There was nothing for it but to wait. There was a small village a few hundred yards back, so we wandered back up the road to see what we could see. The village was a small ribbon community, rehoused from the top of the mountain to bring the people nearer to the facilities available in the area – there was a school, a tap and access to medical help. I always wonder at the element of choice in these moves. I fear there was none. There were very few people about. Despite the steepness of the terrain, the people Farm these remote locations and everyone was out working. Unbelievably hard work it must be too. Apparently peanuts are a major crop and there were some drying….
That is a very small pig walking through them!
We also saw tobacco drying on the top of a healthy looking wood store
The housing was a mix of breeze block buildings and bamboo and straw. The outlook was amazing.
It was all very photogenic, but I fear it is a hard life.
A banana flower
Aubergine drying for seed……
……. the herb garden
This was clinging to the side of the road!
After our sightseeing interlude, we wandered back to the bus, which had been joined by a long line of frustrated travellers, all approaching the hold up in their own way.
Eventually we set off again, this time in a caravan of vehicles. One or two death defying overtaking later and we were bowling along again.
Our final stop of the day was at a Hmong village, obviously used to foreign visitors. The children soon gathered, but no one begs and all are willing to be photographed. Some older girls were working on their needlework. This is a key issue in their marriage process. Apparently you start the needlework very young and it seems girls are chosen to be wives not only on their looks but also for their prowess with the needle. I would have been single for an even longer time had this been a prerequisite in England methinks!!!
Then there were the children……..
Most were very happy to have their photo taken, particularly if you showed them their picture afterwards!
Others were a bit shy……
One was having a haircut…..
The street where they lived……
The view from the village.
We got back on the bus to continue our journey.
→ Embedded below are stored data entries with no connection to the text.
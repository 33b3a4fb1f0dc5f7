//! Run configuration.
//!
//! Loaded once from config.json at startup, validated, then passed by
//! reference. Every field has a default so a partial file is enough.

use serde::{Deserialize, Serialize};
use std::collections::HashSet;
use std::fs;
use std::path::{Path, PathBuf};

use crate::error::ConfigError;
use crate::geo::{default_cities, CityProfile, GeoBox, COUNTRY_BOX};
use crate::ocr::{PageSegMode, PixelRect, RegionSpec, Strategy, TesseractConfig, DEFAULT_ROIS};

pub const CONFIG_FILE_NAME: &str = "config.json";

/// One (region, scale, strategy, mode) attempt inside a pass.
#[derive(Clone, Debug, PartialEq, Serialize, Deserialize)]
pub struct CascadeStep {
    #[serde(default = "default_region")]
    pub region: RegionSpec,
    /// Downscale factor applied after region selection, `None` keeps full size
    #[serde(default)]
    pub scale: Option<f32>,
    pub strategy: Strategy,
    pub mode: PageSegMode,
}

fn default_region() -> RegionSpec {
    RegionSpec::Full
}

impl CascadeStep {
    fn new(region: RegionSpec, scale: Option<f32>, strategy: Strategy, mode: PageSegMode) -> Self {
        Self {
            region,
            scale,
            strategy,
            mode,
        }
    }

    /// Method tag fragment: `otsu_s50_psm3`, `adaptive_roi_psm8`, ...
    pub fn tag(&self) -> String {
        let mut tag = self.strategy.tag().to_string();
        if let Some(factor) = self.scale {
            tag.push_str(&format!("_s{}", (factor * 100.0).round() as u32));
        }
        if matches!(self.region, RegionSpec::Fixed(_)) {
            tag.push_str("_roi");
        }
        tag.push('_');
        tag.push_str(&self.mode.tag());
        tag
    }
}

/// One declarative extraction pass.
#[derive(Clone, Debug, PartialEq, Serialize, Deserialize)]
pub struct PassConfig {
    pub name: String,
    /// Bottom fraction of the photo kept before any step runs
    pub crop_fraction: f64,
    pub steps: Vec<CascadeStep>,
    /// Keep out-of-range raw values in the record instead of the no-value marker
    #[serde(default)]
    pub retain_rejected: bool,
    /// Write an annotated image for out-of-range reads
    #[serde(default)]
    pub overlay_rejected: bool,
    /// Extensions accepted when scanning or locating images
    #[serde(default = "default_extensions")]
    pub extensions: Vec<String>,
    /// Fall back to a normalized prefix match when exact lookup fails
    #[serde(default)]
    pub fuzzy_lookup: bool,
}

fn default_extensions() -> Vec<String> {
    ["png", "jpg", "jpeg", "tiff"]
        .iter()
        .map(|e| e.to_string())
        .collect()
}

/// Complete application configuration.
#[derive(Clone, Debug, Serialize, Deserialize)]
#[serde(default)]
pub struct AppConfig {
    /// Folder holding the survey photos
    pub images_dir: PathBuf,
    /// Record table (CSV)
    pub table_path: PathBuf,
    /// Folder for failed and rejected crops
    pub diagnostics_dir: PathBuf,
    /// City whose proximity box validates reads
    pub city: String,
    pub tesseract: TesseractConfig,
    /// Worker threads for the per-image cascade, 0 = one per core
    pub workers: usize,
    /// Maximum number of passes to run
    pub max_passes: usize,
    /// Fallback box for unknown cities and the west-marker band
    pub country_bounds: GeoBox,
    pub cities: Vec<CityProfile>,
    pub passes: Vec<PassConfig>,
    /// TTF/OTF font replacing the bundled one on rejected-reading overlays
    pub overlay_font: Option<PathBuf>,
    /// Where to export per-pass summaries as JSON
    pub summary_path: Option<PathBuf>,
}

impl Default for AppConfig {
    fn default() -> Self {
        Self {
            images_dir: PathBuf::from("fotos"),
            table_path: PathBuf::from("coordinates.csv"),
            diagnostics_dir: PathBuf::from("diagnostics"),
            city: "MONTERREY".to_string(),
            tesseract: TesseractConfig::default(),
            workers: 0,
            max_passes: 4,
            country_bounds: COUNTRY_BOX,
            cities: default_cities(),
            passes: default_passes(),
            overlay_font: None,
            summary_path: None,
        }
    }
}

/// The four built-in passes, each more aggressive than the last.
pub fn default_passes() -> Vec<PassConfig> {
    use PageSegMode::{Auto, SingleBlock, SingleWord, SparseText};
    use RegionSpec::{Fixed, Full};

    let roi = |rect: PixelRect| CascadeStep::new(Fixed(rect), None, Strategy::Adaptive, SingleWord);

    let mut p1_steps = vec![
        CascadeStep::new(Full, Some(0.5), Strategy::Otsu, Auto),
        CascadeStep::new(Full, Some(0.5), Strategy::Clahe, Auto),
        CascadeStep::new(Full, Some(0.5), Strategy::Simple, Auto),
    ];
    p1_steps.extend(DEFAULT_ROIS.iter().copied().map(roi));

    let mut p4_extensions = default_extensions();
    p4_extensions.push("webp".to_string());

    vec![
        PassConfig {
            name: "p1".to_string(),
            crop_fraction: 0.30,
            steps: p1_steps,
            retain_rejected: true,
            overlay_rejected: false,
            extensions: default_extensions(),
            fuzzy_lookup: false,
        },
        PassConfig {
            name: "p2".to_string(),
            crop_fraction: 0.30,
            steps: vec![
                CascadeStep::new(Full, None, Strategy::ClaheAdaptive, Auto),
                CascadeStep::new(Full, None, Strategy::ClaheAdaptive, SingleBlock),
                CascadeStep::new(Full, None, Strategy::HighContrast, Auto),
                CascadeStep::new(Full, None, Strategy::HighContrast, SingleBlock),
            ],
            retain_rejected: false,
            overlay_rejected: false,
            extensions: default_extensions(),
            fuzzy_lookup: false,
        },
        PassConfig {
            name: "p3".to_string(),
            crop_fraction: 0.40,
            steps: vec![
                CascadeStep::new(Full, None, Strategy::Raw, SingleBlock),
                CascadeStep::new(Full, None, Strategy::Raw, SparseText),
                CascadeStep::new(Full, None, Strategy::OtsuPlain, SingleBlock),
            ],
            retain_rejected: true,
            overlay_rejected: false,
            extensions: default_extensions(),
            fuzzy_lookup: false,
        },
        PassConfig {
            name: "p4".to_string(),
            crop_fraction: 0.40,
            steps: vec![
                CascadeStep::new(Full, Some(0.5), Strategy::Raw, SingleBlock),
                CascadeStep::new(Full, None, Strategy::Raw, SingleBlock),
                CascadeStep::new(Full, None, Strategy::Raw, SparseText),
                CascadeStep::new(Full, None, Strategy::OtsuPlain, SingleBlock),
            ],
            retain_rejected: true,
            overlay_rejected: true,
            extensions: p4_extensions,
            fuzzy_lookup: true,
        },
    ]
}

impl AppConfig {
    /// Checks values that would make a run meaningless.
    pub fn validate(&self) -> Result<(), ConfigError> {
        if self.passes.is_empty() {
            return Err(ConfigError::NoPasses);
        }

        let mut names = HashSet::new();
        for pass in &self.passes {
            if !names.insert(pass.name.as_str()) {
                return Err(ConfigError::DuplicatePass(pass.name.clone()));
            }
            if !(pass.crop_fraction > 0.0 && pass.crop_fraction <= 1.0) {
                return Err(ConfigError::CropFraction {
                    pass: pass.name.clone(),
                    fraction: pass.crop_fraction,
                });
            }
            if pass.steps.is_empty() {
                return Err(ConfigError::EmptyCascade {
                    pass: pass.name.clone(),
                });
            }
            for factor in pass.steps.iter().filter_map(|s| s.scale) {
                if !(factor > 0.0 && factor <= 1.0) {
                    return Err(ConfigError::ScaleFactor {
                        pass: pass.name.clone(),
                        factor,
                    });
                }
            }
        }

        if !self.country_bounds.is_ordered() {
            return Err(ConfigError::InvertedBounds("country".to_string()));
        }
        if let Some(city) = self.cities.iter().find(|c| !c.bounds.is_ordered()) {
            return Err(ConfigError::InvertedBounds(city.name.clone()));
        }

        Ok(())
    }

    /// Number of passes a run may execute.
    pub fn pass_budget(&self) -> usize {
        self.max_passes.min(self.passes.len())
    }
}

/// Reads the configuration from `path`, falling back to defaults when the
/// file is missing or cannot be parsed.
pub fn load_config_from(path: &Path) -> AppConfig {
    tracing::info!(path = %path.display(), "looking for config");

    if !path.exists() {
        tracing::info!("config.json not found, using default config");
        return AppConfig::default();
    }

    match fs::read_to_string(path) {
        Ok(contents) => match serde_json::from_str(&contents) {
            Ok(config) => {
                tracing::info!("config loaded from {}", path.display());
                config
            }
            Err(e) => {
                tracing::warn!("failed to parse {}: {}, using defaults", path.display(), e);
                AppConfig::default()
            }
        },
        Err(e) => {
            tracing::warn!("failed to read {}: {}, using defaults", path.display(), e);
            AppConfig::default()
        }
    }
}

/// Looks for config.json beside the executable, then in the working directory.
pub fn locate_config() -> PathBuf {
    let beside_exe = crate::paths::get_exe_dir().join(CONFIG_FILE_NAME);
    if beside_exe.exists() {
        beside_exe
    } else {
        PathBuf::from(CONFIG_FILE_NAME)
    }
}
We just managed a post sunset shot en route –
And then it was all steam ahead for Luang Prubang which we reached around 7.00. pm. Our hotel is a little way outside of the city centre, so it was a bowl of soup in the hotel and then bed after a bit of recovery time. We start a city tour at 9.00 am. tomorrow. This tour is not for the faint hearts!!
2 thoughts on “Friday, 30th November”
Another wonderful day exploring Pauline. I’m really enjoying this holiday by proxy.
A fascinating read Pauline. Thanks. Sounds like a wonderful trip.